Now the Nasdaq is back at 4700 and American technology, led by Silicon Valley, is rampant once more, while Chinese growth is back below 8 per cent, as it was in 2000. Once again a lower Aussie is one of the world's more obvious forex trades, but this time the RBA will not defend it. In fact, it wants the Australian dollar lower, so one or two rate cuts are more likely.

As in 2000, but unlike 2009, this does not mean there is a crisis, although the odds of a recession are increasing.

Instead, Australia faces a grinding adjustment in real wages, with the exchange rate continuing to fall along with interest rates -- policy and market rates.

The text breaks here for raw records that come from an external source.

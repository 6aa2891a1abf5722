//! Progress snapshots for a running scan.

use camino::{Utf8Path, Utf8PathBuf};
use serde::{Deserialize, Serialize};

/// A point-in-time view of scan progress.
///
/// Snapshots are emitted by the directory walker at a throttled rate while it
/// runs, followed by exactly one terminal snapshot whose `directory` is
/// `None`. Consumers use the terminal snapshot to learn that scanning ended.
///
/// # Examples
///
/// ```
/// use sc_core::ProgressSnapshot;
///
/// let done = ProgressSnapshot::finished(42);
/// assert!(done.is_terminal());
/// assert_eq!(done.examined, 42);
/// assert_eq!(done.remaining, 0);
/// ```
#[derive(Debug, Clone, PartialEq, Serialize, Deserialize)]
pub struct ProgressSnapshot {
    /// Smoothed number of entries examined per second.
    pub rate: f64,

    /// Cumulative number of filesystem entries examined.
    pub examined: u64,

    /// Entries of `directory` not yet visited, including the current one.
    pub remaining: u64,

    /// Directory being visited, or `None` on the terminal snapshot.
    pub directory: Option<Utf8PathBuf>,
}

impl ProgressSnapshot {
    /// Creates an in-progress snapshot for `directory`.
    #[must_use]
    pub fn scanning(rate: f64, examined: u64, remaining: u64, directory: &Utf8Path) -> Self {
        Self {
            rate,
            examined,
            remaining,
            directory: Some(directory.to_owned()),
        }
    }

    /// Creates the terminal snapshot sent once a walk has ended.
    #[must_use]
    pub const fn finished(examined: u64) -> Self {
        Self {
            rate: 0.0,
            examined,
            remaining: 0,
            directory: None,
        }
    }

    /// Returns `true` for the terminal snapshot.
    #[inline]
    #[must_use]
    pub const fn is_terminal(&self) -> bool {
        self.directory.is_none()
    }
}

#[cfg(test)]
mod tests {
    use super::*;

    #[test]
    fn test_scanning_snapshot() {
        let snap = ProgressSnapshot::scanning(120.5, 10, 3, Utf8Path::new("/data/photos"));
        assert!(!snap.is_terminal());
        assert_eq!(snap.directory.as_deref(), Some(Utf8Path::new("/data/photos")));
        assert_eq!(snap.remaining, 3);
    }

    #[test]
    fn test_finished_snapshot() {
        let snap = ProgressSnapshot::finished(0);
        assert!(snap.is_terminal());
        assert_eq!(snap.examined, 0);
        assert!(snap.rate.abs() < f64::EPSILON);
    }

    #[test]
    fn test_snapshot_wire_shape() {
        let snap = ProgressSnapshot::scanning(2.5, 7, 1, Utf8Path::new("/sync/docs"));
        insta::assert_json_snapshot!(snap, @r#"
        {
          "rate": 2.5,
          "examined": 7,
          "remaining": 1,
          "directory": "/sync/docs"
        }
        "#);
    }

    #[test]
    fn test_terminal_snapshot_serializes_null_directory() {
        let json = serde_json::to_string(&ProgressSnapshot::finished(3)).unwrap();
        assert_eq!(
            json,
            r#"{"rate":0.0,"examined":3,"remaining":0,"directory":null}"#
        );
    }
}
//! Walk statistics with atomic counters.
//!
//! This module provides [`ScanStats`], which the walker thread updates as it
//! goes, and [`StatsSnapshot`] for point-in-time views from any other thread.
//!
//! # Thread Safety
//!
//! All counters use [`AtomicU64`] with [`Relaxed`](std::sync::atomic::Ordering::Relaxed)
//! ordering. The numbers are informational and don't order any other memory.
//!
//! # Examples
//!
//! ```
//! use sc_scanner::ScanStats;
//!
//! let stats = ScanStats::new();
//! stats.increment_examined();
//! stats.increment_conflicts();
//!
//! let snapshot = stats.snapshot();
//! assert_eq!(snapshot.examined, 1);
//! assert_eq!(snapshot.conflicts, 1);
//! ```

use std::sync::atomic::{AtomicU64, Ordering};

use serde::{Deserialize, Serialize};

/// Atomic counters for one walk.
///
/// Shared between the walker thread and its session via `Arc`, so a consumer
/// can read live totals without waiting for a progress snapshot.
#[derive(Debug, Default)]
pub struct ScanStats {
    /// Filesystem entries examined.
    examined: AtomicU64,
    /// Directories whose listing was read.
    directories: AtomicU64,
    /// Conflict paths emitted.
    conflicts: AtomicU64,
    /// Directories that could not be listed.
    skipped_dirs: AtomicU64,
    /// Entries the directory listing could not inspect.
    walk_errors: AtomicU64,
}

impl ScanStats {
    /// Creates a new [`ScanStats`] with all counters at zero.
    #[inline]
    #[must_use]
    pub fn new() -> Self {
        Self::default()
    }

    /// Increments the examined-entries counter.
    #[inline]
    pub fn increment_examined(&self) {
        self.examined.fetch_add(1, Ordering::Relaxed);
    }

    /// Increments the visited-directories counter.
    #[inline]
    pub fn increment_directories(&self) {
        self.directories.fetch_add(1, Ordering::Relaxed);
    }

    /// Increments the emitted-conflicts counter.
    #[inline]
    pub fn increment_conflicts(&self) {
        self.conflicts.fetch_add(1, Ordering::Relaxed);
    }

    /// Increments the skipped-directories counter.
    #[inline]
    pub fn increment_skipped_dirs(&self) {
        self.skipped_dirs.fetch_add(1, Ordering::Relaxed);
    }

    /// Increments the walk-error counter.
    #[inline]
    pub fn increment_walk_errors(&self) {
        self.walk_errors.fetch_add(1, Ordering::Relaxed);
    }

    /// Returns a point-in-time snapshot of all counters.
    ///
    /// Each counter is read independently, so a snapshot taken mid-walk may
    /// mix values from slightly different moments.
    #[must_use]
    pub fn snapshot(&self) -> StatsSnapshot {
        StatsSnapshot {
            examined: self.examined.load(Ordering::Relaxed),
            directories: self.directories.load(Ordering::Relaxed),
            conflicts: self.conflicts.load(Ordering::Relaxed),
            skipped_dirs: self.skipped_dirs.load(Ordering::Relaxed),
            walk_errors: self.walk_errors.load(Ordering::Relaxed),
        }
    }
}

/// A copied view of [`ScanStats`].
#[derive(Debug, Clone, Copy, PartialEq, Eq, Default, Serialize, Deserialize)]
pub struct StatsSnapshot {
    /// Filesystem entries examined.
    pub examined: u64,
    /// Directories whose listing was read.
    pub directories: u64,
    /// Conflict paths emitted.
    pub conflicts: u64,
    /// Directories that could not be listed.
    pub skipped_dirs: u64,
    /// Entries the directory listing could not inspect.
    pub walk_errors: u64,
}

impl StatsSnapshot {
    /// Returns `true` if any part of the tree could not be read.
    #[inline]
    #[must_use]
    pub const fn is_partial(&self) -> bool {
        self.skipped_dirs > 0 || self.walk_errors > 0
    }
}
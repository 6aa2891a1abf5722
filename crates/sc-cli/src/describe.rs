//! Per-file details shown next to group members.
//!
//! Everything here reads the filesystem at call time: a file deleted since
//! the scan simply shows up as missing.

use std::fs;
use std::io;
use std::time::SystemTime;

use camino::{Utf8Path, Utf8PathBuf};
use chrono::{DateTime, Local};
use sc_core::{DisplayConfig, conflict_stamp};
use sc_scanner::{Sibship, SibshipRegistry};
use serde::Serialize;
use tracing::debug;

/// Number of hex digits of the content hash that are displayed.
const SHORT_HASH_LEN: usize = 12;

/// What one path of a group looks like on disk right now.
#[derive(Debug, Clone, PartialEq, Eq, Serialize)]
pub struct MemberInfo {
    /// The path.
    pub path: Utf8PathBuf,
    /// Whether the path is the group's canonical path.
    pub canonical: bool,
    /// Whether anything exists at the path.
    pub exists: bool,
    /// Size in bytes.
    pub size: Option<u64>,
    /// Local modification time, `YYYY-MM-DD HH:MM:SS`.
    pub modified: Option<String>,
    /// Shortened blake3 digest, for files within the hash size limit.
    pub hash: Option<String>,
    /// Conflict time and device taken from the marker, if any.
    pub conflict: Option<String>,
}

impl MemberInfo {
    /// Reads the details of `path`.
    pub fn read(path: &Utf8Path, canonical: bool, hash_size_limit: u64) -> Self {
        let conflict = path
            .file_name()
            .and_then(conflict_stamp)
            .map(|stamp| format!("{} {}", stamp.timestamp(), stamp.device));

        let Ok(metadata) = fs::metadata(path) else {
            return Self {
                path: path.to_owned(),
                canonical,
                exists: false,
                size: None,
                modified: None,
                hash: None,
                conflict,
            };
        };

        let size = metadata.len();
        let modified = metadata.modified().ok().map(format_time);
        let hash = if metadata.is_file() && size <= hash_size_limit {
            match short_hash(path) {
                Ok(hash) => Some(hash),
                Err(err) => {
                    debug!(path = %path, error = %err, "Could not hash file");
                    None
                }
            }
        } else {
            None
        };

        Self {
            path: path.to_owned(),
            canonical,
            exists: true,
            size: Some(size),
            modified,
            hash,
            conflict,
        }
    }
}

/// A group with its members described.
#[derive(Debug, Clone, PartialEq, Eq, Serialize)]
pub struct GroupView {
    /// The canonical path.
    pub canonical: Utf8PathBuf,
    /// Paths of the group that exist right now.
    pub extant: usize,
    /// Canonical path first, then the discovered variants.
    pub members: Vec<MemberInfo>,
    /// Shared size, when every existing member has the same one.
    pub same_size: Option<u64>,
    /// Shared hash, when every existing member was hashed to the same value.
    pub same_content: Option<String>,
    /// Existing paths to hand to a comparison tool, at most the compare limit.
    pub compare: Vec<Utf8PathBuf>,
}

impl GroupView {
    /// Describes one sibship of `registry`.
    pub fn new(registry: &SibshipRegistry, sibship: &Sibship, display: &DisplayConfig) -> Self {
        let members: Vec<MemberInfo> = sibship
            .paths_to_compare()
            .into_iter()
            .map(|path| {
                MemberInfo::read(
                    path,
                    path == sibship.canonical(),
                    display.hash_size_limit,
                )
            })
            .collect();

        let existing: Vec<&MemberInfo> = members.iter().filter(|m| m.exists).collect();

        let same_size = shared_value(existing.iter().map(|m| m.size));
        let same_content = shared_value(existing.iter().map(|m| m.hash.clone()));

        let compare = existing
            .iter()
            .take(display.compare_limit)
            .map(|m| m.path.clone())
            .collect();

        Self {
            canonical: sibship.canonical().to_owned(),
            extant: registry.extant_count(sibship.id()),
            members,
            same_size,
            same_content,
            compare,
        }
    }
}

/// Returns the common value when there are at least two and all are equal.
fn shared_value<T: PartialEq>(values: impl Iterator<Item = Option<T>>) -> Option<T> {
    let mut first: Option<T> = None;
    let mut count = 0usize;
    for value in values {
        let value = value?;
        match &first {
            Some(existing) if *existing != value => return None,
            Some(_) => {}
            None => first = Some(value),
        }
        count += 1;
    }
    if count >= 2 { first } else { None }
}

fn short_hash(path: &Utf8Path) -> io::Result<String> {
    let bytes = fs::read(path)?;
    let mut hex = blake3::hash(&bytes).to_hex().to_string();
    hex.truncate(SHORT_HASH_LEN);
    Ok(hex)
}

fn format_time(time: SystemTime) -> String {
    DateTime::<Local>::from(time)
        .format("%Y-%m-%d %H:%M:%S")
        .to_string()
}

/// Formats a byte count the way the summary prints it.
pub fn format_size(bytes: u64) -> String {
    const UNITS: [&str; 4] = ["B", "KiB", "MiB", "GiB"];

    #[allow(clippy::cast_precision_loss)] // Display only
    let mut value = bytes as f64;
    let mut unit = 0;
    while value >= 1024.0 && unit < UNITS.len() - 1 {
        value /= 1024.0;
        unit += 1;
    }

    if unit == 0 {
        format!("{bytes} B")
    } else {
        format!("{value:.1} {}", UNITS[unit])
    }
}
#[cfg(test)]
mod tests {
    use std::sync::{Arc, Mutex};

    use sc_core::FxHashSet;

    use super::*;

    const A1: &str = "/sync/a.sync-conflict-20230723-000249-ONMECE6.txt";
    const A2: &str = "/sync/a.sync-conflict-20230724-101112-ABCDE12.txt";
    const B1: &str = "/sync/b.sync-conflict-20230723-000249-ONMECE6.md";

    /// A fixed, shareable view of which paths exist.
    #[derive(Clone, Default)]
    struct FakeDisk(Arc<Mutex<FxHashSet<Utf8PathBuf>>>);

    impl FakeDisk {
        fn with(paths: &[&str]) -> Self {
            let disk = Self::default();
            for path in paths {
                disk.add(path);
            }
            disk
        }

        fn add(&self, path: &str) {
            self.0.lock().unwrap().insert(Utf8PathBuf::from(path));
        }

        fn delete(&self, path: &str) {
            self.0.lock().unwrap().remove(Utf8Path::new(path));
        }
    }

    impl PathProbe for FakeDisk {
        fn exists(&self, path: &Utf8Path) -> bool {
            self.0.lock().unwrap().contains(path)
        }

        fn is_file(&self, path: &Utf8Path) -> bool {
            self.exists(path)
        }
    }

    type Events = Arc<Mutex<Vec<(SibshipId, String, MemberKind, bool)>>>;

    fn recording_registry(disk: &FakeDisk) -> (SibshipRegistry, Events) {
        let events: Events = Arc::default();
        let sink = Arc::clone(&events);
        let registry = SibshipRegistry::new()
            .with_probe(disk.clone())
            .with_listener(move |change: &MembershipChange<'_>| {
                sink.lock().unwrap().push((
                    change.sibship.id(),
                    change.path.to_string(),
                    change.kind,
                    change.is_new_group,
                ));
            });
        (registry, events)
    }

    #[test]
    fn test_ingest_groups_by_canonical() {
        let disk = FakeDisk::with(&["/sync/a.txt", A1, A2, B1]);
        let (mut registry, _) = recording_registry(&disk);

        let (a, created_a) = registry.ingest(Utf8Path::new(A1));
        let (b, created_b) = registry.ingest(Utf8Path::new(B1));
        let (a_again, created_again) = registry.ingest(Utf8Path::new(A2));

        assert!(created_a && created_b && !created_again);
        assert_eq!(a, a_again);
        assert_ne!(a, b);
        assert_eq!(registry.len(), 2);

        let sibship = registry.get(a).unwrap();
        assert_eq!(sibship.canonical(), "/sync/a.txt");
        assert_eq!(sibship.members(), [Utf8PathBuf::from(A1), Utf8PathBuf::from(A2)]);
    }

    #[test]
    fn test_canonical_notification_precedes_first_member() {
        let disk = FakeDisk::with(&["/sync/a.txt", A1, A2]);
        let (mut registry, events) = recording_registry(&disk);

        registry.ingest(Utf8Path::new(A1));
        registry.ingest(Utf8Path::new(A2));

        let events = events.lock().unwrap();
        assert_eq!(
            *events,
            vec![
                (SibshipId(0), "/sync/a.txt".to_owned(), MemberKind::Canonical, true),
                (SibshipId(0), A1.to_owned(), MemberKind::Conflict, true),
                (SibshipId(0), A2.to_owned(), MemberKind::Conflict, false),
            ]
        );
    }

    #[test]
    fn test_listener_sees_members_as_of_each_change() {
        let disk = FakeDisk::with(&["/sync/a.txt", A1, A2]);
        let seen: Arc<Mutex<Vec<(MemberKind, usize)>>> = Arc::default();
        let sink = Arc::clone(&seen);
        let mut registry = SibshipRegistry::new()
            .with_probe(disk)
            .with_listener(move |change: &MembershipChange<'_>| {
                sink.lock()
                    .unwrap()
                    .push((change.kind, change.sibship.members().len()));
            });

        registry.ingest(Utf8Path::new(A1));
        registry.ingest(Utf8Path::new(A2));

        assert_eq!(
            *seen.lock().unwrap(),
            vec![
                (MemberKind::Canonical, 0),
                (MemberKind::Conflict, 1),
                (MemberKind::Conflict, 2),
            ]
        );
    }

    #[test]
    fn test_no_canonical_notification_when_missing() {
        let disk = FakeDisk::with(&[A1]);
        let (mut registry, events) = recording_registry(&disk);

        registry.ingest(Utf8Path::new(A1));

        let events = events.lock().unwrap();
        assert_eq!(events.len(), 1);
        assert_eq!(events[0].2, MemberKind::Conflict);
    }

    #[test]
    fn test_unmarked_path_is_its_own_canonical() {
        let disk = FakeDisk::with(&["/sync/notes.sync-conflict-abc"]);
        let (mut registry, events) = recording_registry(&disk);

        // Matches the loose name check but has no full marker to excise.
        let path = Utf8Path::new("/sync/notes.sync-conflict-abc");
        let (id, created) = registry.ingest(path);

        assert!(created);
        assert_eq!(registry.get(id).unwrap().canonical(), path);
        assert_eq!(registry.get(id).unwrap().paths_to_compare(), vec![path]);
        assert_eq!(events.lock().unwrap().len(), 1);
        assert_eq!(registry.extant_count(id), 1);
    }

    #[test]
    fn test_paths_to_compare_puts_canonical_first() {
        let mut registry = SibshipRegistry::new().with_probe(FakeDisk::default());
        let (id, _) = registry.ingest(Utf8Path::new(A1));
        registry.ingest(Utf8Path::new(A2));

        let paths = registry.get(id).unwrap().paths_to_compare();
        assert_eq!(
            paths,
            vec![Utf8Path::new("/sync/a.txt"), Utf8Path::new(A1), Utf8Path::new(A2)]
        );
    }

    #[test]
    fn test_extant_count_is_live() {
        let disk = FakeDisk::with(&["/sync/a.txt", A1, A2]);
        let (mut registry, _) = recording_registry(&disk);
        let (id, _) = registry.ingest(Utf8Path::new(A1));
        registry.ingest(Utf8Path::new(A2));

        assert_eq!(registry.extant_count(id), 3);

        disk.delete("/sync/a.txt");
        assert_eq!(registry.extant_count(id), 2);

        disk.add("/sync/a.txt");
        assert_eq!(registry.extant_count(id), 3);
    }

    #[test]
    fn test_extant_count_deduplicates() {
        let disk = FakeDisk::with(&[A1]);
        let mut registry = SibshipRegistry::new().with_probe(disk);
        let (id, _) = registry.ingest(Utf8Path::new(A1));
        registry.ingest(Utf8Path::new(A1));

        assert_eq!(registry.get(id).unwrap().members().len(), 2);
        assert_eq!(registry.extant_count(id), 1);
    }

    #[test]
    fn test_extant_count_unknown_id() {
        let registry = SibshipRegistry::new();
        assert_eq!(registry.extant_count(SibshipId(7)), 0);
    }

    #[test]
    fn test_remove_member_after_external_delete() {
        let disk = FakeDisk::with(&["/sync/a.txt", A1, A2, "/sync/b.md", B1]);
        let mut registry = SibshipRegistry::new().with_probe(disk.clone());
        let (a, _) = registry.ingest(Utf8Path::new(A1));
        registry.ingest(Utf8Path::new(A2));
        let (b, _) = registry.ingest(Utf8Path::new(B1));

        let before_b = registry.extant_count(b);
        disk.delete(A2);
        let removal = registry.remove_member(a, Utf8Path::new(A2)).unwrap();

        assert_eq!(
            removal,
            Removal {
                removed: true,
                extant: 2,
                resolved: false,
            }
        );
        assert!(!registry.get(a).unwrap().contains(Utf8Path::new(A2)));
        assert_eq!(registry.extant_count(b), before_b);
    }

    #[test]
    fn test_remove_member_resolves_group() {
        let disk = FakeDisk::with(&["/sync/a.txt", A1]);
        let mut registry = SibshipRegistry::new().with_probe(disk.clone());
        let (a, _) = registry.ingest(Utf8Path::new(A1));

        disk.delete(A1);
        let removal = registry.remove_member(a, Utf8Path::new(A1)).unwrap();
        assert!(removal.removed);
        assert_eq!(removal.extant, 1);
        assert!(removal.resolved);

        // The registry keeps resolved sibships around.
        assert_eq!(registry.len(), 1);
        assert_eq!(registry.unresolved().count(), 0);
    }

    #[test]
    fn test_remove_member_not_present() {
        let mut registry = SibshipRegistry::new().with_probe(FakeDisk::default());
        let (a, _) = registry.ingest(Utf8Path::new(A1));

        let removal = registry.remove_member(a, Utf8Path::new("/elsewhere.txt")).unwrap();
        assert!(!removal.removed);
        assert!(registry.remove_member(SibshipId(99), Utf8Path::new(A1)).is_none());
    }

    #[test]
    fn test_lookup_helpers() {
        let mut registry = SibshipRegistry::new().with_probe(FakeDisk::default());
        assert!(registry.is_empty());

        let (a, _) = registry.ingest(Utf8Path::new(A1));

        assert_eq!(
            registry.get_by_canonical(Utf8Path::new("/sync/a.txt")).map(Sibship::id),
            Some(a)
        );
        assert_eq!(registry.find_by_member(Utf8Path::new(A1)).map(Sibship::id), Some(a));
        assert!(registry.find_by_member(Utf8Path::new(A2)).is_none());
        assert_eq!(registry.iter().count(), 1);
        assert_eq!(a.to_string(), "#0");
    }

    #[test]
    fn test_unresolved_filters_by_extant_count() {
        let disk = FakeDisk::with(&["/sync/a.txt", A1, B1]);
        let mut registry = SibshipRegistry::new().with_probe(disk);
        let (a, _) = registry.ingest(Utf8Path::new(A1));
        registry.ingest(Utf8Path::new(B1));

        let unresolved: Vec<_> = registry.unresolved().map(Sibship::id).collect();
        assert_eq!(unresolved, vec![a]);
    }
}
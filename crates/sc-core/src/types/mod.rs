//! Domain types shared between the scanner and its consumers.
//!
//! - [`progress`] - Progress telemetry emitted while a scan runs
//!
//! All public types are re-exported at the crate root:
//!
//! ```
//! use sc_core::ProgressSnapshot;
//! ```

mod progress;

pub use progress::ProgressSnapshot;
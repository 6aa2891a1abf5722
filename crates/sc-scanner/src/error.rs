//! Error types for the sc-scanner crate.
//!
//! This module provides the [`ScanError`] type for failures met while walking
//! a tree or starting a scan session.

use camino::Utf8PathBuf;

/// Errors that can occur during scanning.
///
/// # Error Recovery Strategy
///
/// - **Walk errors** ([`ScanError::Walk`]): log, count, continue the walk
/// - **Directory read errors** ([`ScanError::ReadDir`]): log, skip the directory, continue
/// - **Configuration errors** ([`ScanError::Config`]): reject before the walk starts
/// - **Spawn errors** ([`ScanError::Spawn`]): the session never started
/// - **Walker panics** ([`ScanError::WalkerPanicked`]): surfaced by [`join`](crate::ScanSession::join)
///
/// A running walk never fails as a whole; recoverable errors are collected
/// into the [`WalkReport`](crate::WalkReport) instead.
///
/// # Examples
///
/// ```
/// use sc_scanner::ScanError;
///
/// fn describe(err: &ScanError) -> String {
///     match err {
///         ScanError::Walk(e) => format!("walk: {e}"),
///         ScanError::ReadDir { path, .. } => format!("unreadable: {path}"),
///         ScanError::Config(msg) => format!("config: {msg}"),
///         ScanError::NonUtf8Path(p) => format!("non-UTF-8: {}", p.display()),
///         ScanError::Spawn(e) => format!("spawn: {e}"),
///         ScanError::WalkerPanicked => "walker panicked".to_owned(),
///     }
/// }
/// ```
#[derive(Debug, thiserror::Error)]
pub enum ScanError {
    /// A single entry of a directory listing could not be inspected.
    #[error("failed to walk directory: {0}")]
    Walk(#[from] ignore::Error),

    /// A directory's listing could not be read.
    #[error("failed to read directory {path}: {source}")]
    ReadDir {
        /// The directory that couldn't be listed.
        path: Utf8PathBuf,
        /// The underlying I/O error.
        #[source]
        source: std::io::Error,
    },

    /// Invalid scanner configuration.
    #[error("invalid configuration: {0}")]
    Config(String),

    /// A path is not valid UTF-8.
    #[error("path is not valid UTF-8: {}", _0.display())]
    NonUtf8Path(std::path::PathBuf),

    /// The walker thread could not be started.
    #[error("failed to start walker thread: {0}")]
    Spawn(#[source] std::io::Error),

    /// The walker thread panicked before returning its report.
    #[error("walker thread panicked")]
    WalkerPanicked,
}

impl ScanError {
    /// Creates a new [`ScanError::ReadDir`] error.
    #[inline]
    pub fn read_dir(path: impl Into<Utf8PathBuf>, source: std::io::Error) -> Self {
        Self::ReadDir {
            path: path.into(),
            source,
        }
    }

    /// Creates a new [`ScanError::Config`] error.
    #[inline]
    pub fn config(message: impl Into<String>) -> Self {
        Self::Config(message.into())
    }

    /// Returns `true` if the walk continues past this error.
    #[inline]
    #[must_use]
    pub const fn is_recoverable(&self) -> bool {
        matches!(
            self,
            Self::Walk(_) | Self::ReadDir { .. } | Self::NonUtf8Path(_)
        )
    }

    /// Returns the directory associated with this error, if known.
    #[must_use]
    pub fn path(&self) -> Option<&Utf8PathBuf> {
        match self {
            Self::ReadDir { path, .. } => Some(path),
            Self::Walk(_)
            | Self::Config(_)
            | Self::NonUtf8Path(_)
            | Self::Spawn(_)
            | Self::WalkerPanicked => None,
        }
    }
}
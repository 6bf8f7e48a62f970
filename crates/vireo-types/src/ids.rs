use serde::{Deserialize, Serialize};

/// Interned identity of a class, interface or builtin declared in a [`crate::TypeStore`].
#[derive(Debug, Clone, Copy, PartialEq, Eq, Hash, PartialOrd, Ord, Serialize, Deserialize)]
pub struct ClassId(pub u32);

/// Interned identity of a declared type parameter.
#[derive(Debug, Clone, Copy, PartialEq, Eq, Hash, PartialOrd, Ord, Serialize, Deserialize)]
pub struct TypeParamId(pub u32);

The Australian 10-year bond yield is 120 basis points above Canada's and 80 bps above America's. That is a hangover from the commodity boom and can no longer be justified, so Australia's rate structure is heading lower – in fact unless commodity prices recover quickly the 10-year bond yield could well fall below the US'.

And that's why we probably won't have a recession in 2015. The markets will likely do the work of quantitative easing for the RBA -- the central bank won't have to print money and buy bonds as the US Federal Reserve did and the European Central Bank is now doing, because the bond yield and the currency will both go down anyway. And that, after all, is what QE is for: to get bond yields and the exchange rate down.

The fact that it's going to happen in Australia without the RBA having to print any money should keep employment going, but while that should keep real GDP growing, national income (which adjusts GDP for changes in the terms of trade) is likely to fall this year, and with it house prices, which have already started to adjust.